Exceto por participações em longas como “Uncut Gems” (2019) com Adam Sandler, e “No Sudden Move” (2021) com Benicio Del Toro, Fox nunca havia estado sob os holofotes. Antes da carreira como atriz, ela trabalhou como dominatrix, lançou uma marca de roupas com uma amiga (que chegou a ser vendida na Dash, loja que pertenceu às irmãs Kardashian), publicou livros de fotografia e realizou uma exposição com obras feitas com seu próprio sangue. Mãe de Valentino, de 1 ano, já declarou que lutou por anos contra o vício em pílulas e opiáceos.

Schiaparelli – Foto: Divulgação

O affair com Kanye durou apenas seis semanas, mas Julia soube aproveitar muito bem a oportunidade. “Foi incrível para mim! A exposição foi inestimável. Ter estado perto de Kanye foi um curso intensivo de como ser famoso”, declarou ao jornal “The New York Times”. De uma conta de Instagram com posts feitos quase mensalmente e looks que poderiam ser tranquilamente chamados de ‘básicos’, a atriz mudou completamente sua imagem e atitude. A começar pelos 7 quilos que declarou ter perdido por conta do “estresse” de se relacionar com West.

Schiaparelli – Foto: Divulgação

Julia caiu nas graças de grifes como Versace e Diesel. Horas após o anúncio do final do namoro com Ye, ela abriu o desfile de LaQuan Smith, na New York Fashion Week, com um longo cut-out ultra sexy, look que também viralizou e foi chamado pela imprensa de “revenge dress” (vestido da vingança). Tudo porque o final do romance foi atribuído ao fato de West ter enviado flores para Kardashian no Valentine’s Day (14 de fevereiro nos Estados Unidos) pedindo que a ex voltasse para ele.
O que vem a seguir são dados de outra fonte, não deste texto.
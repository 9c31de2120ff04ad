//! Script types and data structures.

use std::collections::HashMap;
use std::path::PathBuf;

/// How a file takes part in loading.
#[derive(Debug, Clone, Copy, PartialEq, Eq)]
pub enum ScriptKind {
    /// `.ext` file, loaded before all regular scripts.
    Extension,
    /// `.lua` file.
    Script,
}

/// Which states a script is loaded into.
#[derive(Debug, Clone, Copy, PartialEq, Eq)]
pub enum ScriptScope {
    /// Loaded into every state.
    AllMaps,
    /// Loaded only into states of this map (numeric top-level folder).
    Map(u32),
}

impl ScriptScope {
    pub fn applies_to(self, map_id: u32) -> bool {
        match self {
            ScriptScope::AllMaps => true,
            ScriptScope::Map(id) => id == map_id,
        }
    }
}

/// A Lua source file read from the script directory.
#[derive(Debug, Clone)]
pub struct LuaScript {
    /// Module name (file stem); also its `package.loaded` key.
    pub name: String,
    /// Full path on disk.
    pub path: PathBuf,
    pub kind: ScriptKind,
    pub scope: ScriptScope,
    /// File contents.
    pub source: String,
    /// Content hash for change detection.
    pub hash: String,
}

/// Every script found by one scan, in load order.
#[derive(Debug, Clone, Default)]
pub struct ScriptSet {
    /// Extensions first, then scripts; each group sorted by path.
    pub scripts: Vec<LuaScript>,
    /// `package.path` value covering every scanned directory.
    pub require_path: String,
    /// (path, message) pairs for entries that could not be read.
    pub errors: Vec<(String, String)>,
}

impl ScriptSet {
    /// Scripts to run in a state of `map_id`, in load order.
    pub fn for_map(&self, map_id: u32) -> impl Iterator<Item = &LuaScript> {
        self.scripts
            .iter()
            .filter(move |script| script.scope.applies_to(map_id))
    }

    pub fn len(&self) -> usize {
        self.scripts.len()
    }

    pub fn is_empty(&self) -> bool {
        self.scripts.is_empty()
    }

    /// Compare against a newer scan.
    pub fn diff(&self, newer: &ScriptSet) -> SyncResult {
        let old: HashMap<&PathBuf, &str> = self
            .scripts
            .iter()
            .map(|s| (&s.path, s.hash.as_str()))
            .collect();
        let new: HashMap<&PathBuf, &str> = newer
            .scripts
            .iter()
            .map(|s| (&s.path, s.hash.as_str()))
            .collect();

        let mut result = SyncResult {
            errors: newer.errors.clone(),
            ..SyncResult::default()
        };
        for (path, hash) in &new {
            match old.get(path) {
                None => result.added += 1,
                Some(previous) if previous != hash => result.updated += 1,
                Some(_) => {}
            }
        }
        result.removed = old.keys().filter(|path| !new.contains_key(*path)).count();
        result
    }
}

/// Changes between two scans of the script directory.
#[derive(Debug, Clone, Default)]
pub struct SyncResult {
    /// Number of scripts added.
    pub added: usize,
    /// Number of scripts updated.
    pub updated: usize,
    /// Number of scripts removed.
    pub removed: usize,
    /// Errors encountered during the scan.
    pub errors: Vec<(String, String)>,
}

impl SyncResult {
    /// Check if any changes were made.
    pub fn has_changes(&self) -> bool {
        self.added > 0 || self.updated > 0 || self.removed > 0
    }

    /// Total number of changes.
    pub fn total_changes(&self) -> usize {
        self.added + self.updated + self.removed
    }
}

/// Outcome of running a script set in one state.
#[derive(Debug, Clone, Default, PartialEq, Eq)]
pub struct LoadReport {
    /// Scripts executed successfully.
    pub executed: usize,
    /// Scripts skipped as duplicates or already required.
    pub skipped: usize,
    /// Scripts that raised an error.
    pub failed: usize,
}
//! Error types for mapstate.

use thiserror::Error;

use crate::script::StateKey;

/// Common error type for mapstate.
#[derive(Error, Debug)]
pub enum MapStateError {
    /// I/O error.
    #[error("I/O error: {0}")]
    Io(#[from] std::io::Error),

    /// Configuration error.
    #[error("configuration error: {0}")]
    Config(String),

    /// Validation error for configuration or host input.
    #[error("validation error: {0}")]
    Validation(String),

    /// Lua runtime or syntax error.
    #[error("script error: {0}")]
    Script(String),

    /// A Lua state was entered from a thread that does not own it.
    #[error("state {key} entered from a foreign thread")]
    WrongThread {
        /// Key of the pinned state.
        key: StateKey,
    },

    /// No state is registered under the key.
    #[error("state {0} not found")]
    StateNotFound(StateKey),
}

impl From<mlua::Error> for MapStateError {
    fn from(e: mlua::Error) -> Self {
        MapStateError::Script(e.to_string())
    }
}

/// Result type alias for mapstate operations.
pub type Result<T> = std::result::Result<T, MapStateError>;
Schiaparelli – Foto: Divulgação

Cada saída de casa, nem que seja para ir ao supermercado no meio do dia, passou a vir acompanhada de looks inusitados, que geralmente estampavam os tabloides no dia seguinte. Como quando a atriz usou um conjunto de lingerie de malha acompanhado apenas por um blazer e botas de cano longo – ambos feitos de jeans.

Desde então, investiu na carreira de influencer, lançou o podcast “Forbidden Fruits” com a amiga Niki Takesh, engatou uma série de projetos cinematográficos e ganhou o posto oficial de musa de jovens estilistas como Nicolas Pham, Frida J e Luis De Javier.

Schiaparelli – Foto: Divulgação

Na última semana de moda de Paris, em julho, trabalhou com Alexandre Vauthier, Iris van Herpen e Patou by Guillaume Henry. Parte da imprensa americana também adotou Julia e atribui a sua sinceridade e o fato de falar ‘abertamente’ sobre sua vida pessoal como características positivas. “Eventualmente, vou superar a narrativa de Kanye”, declarou. Façam suas apostas.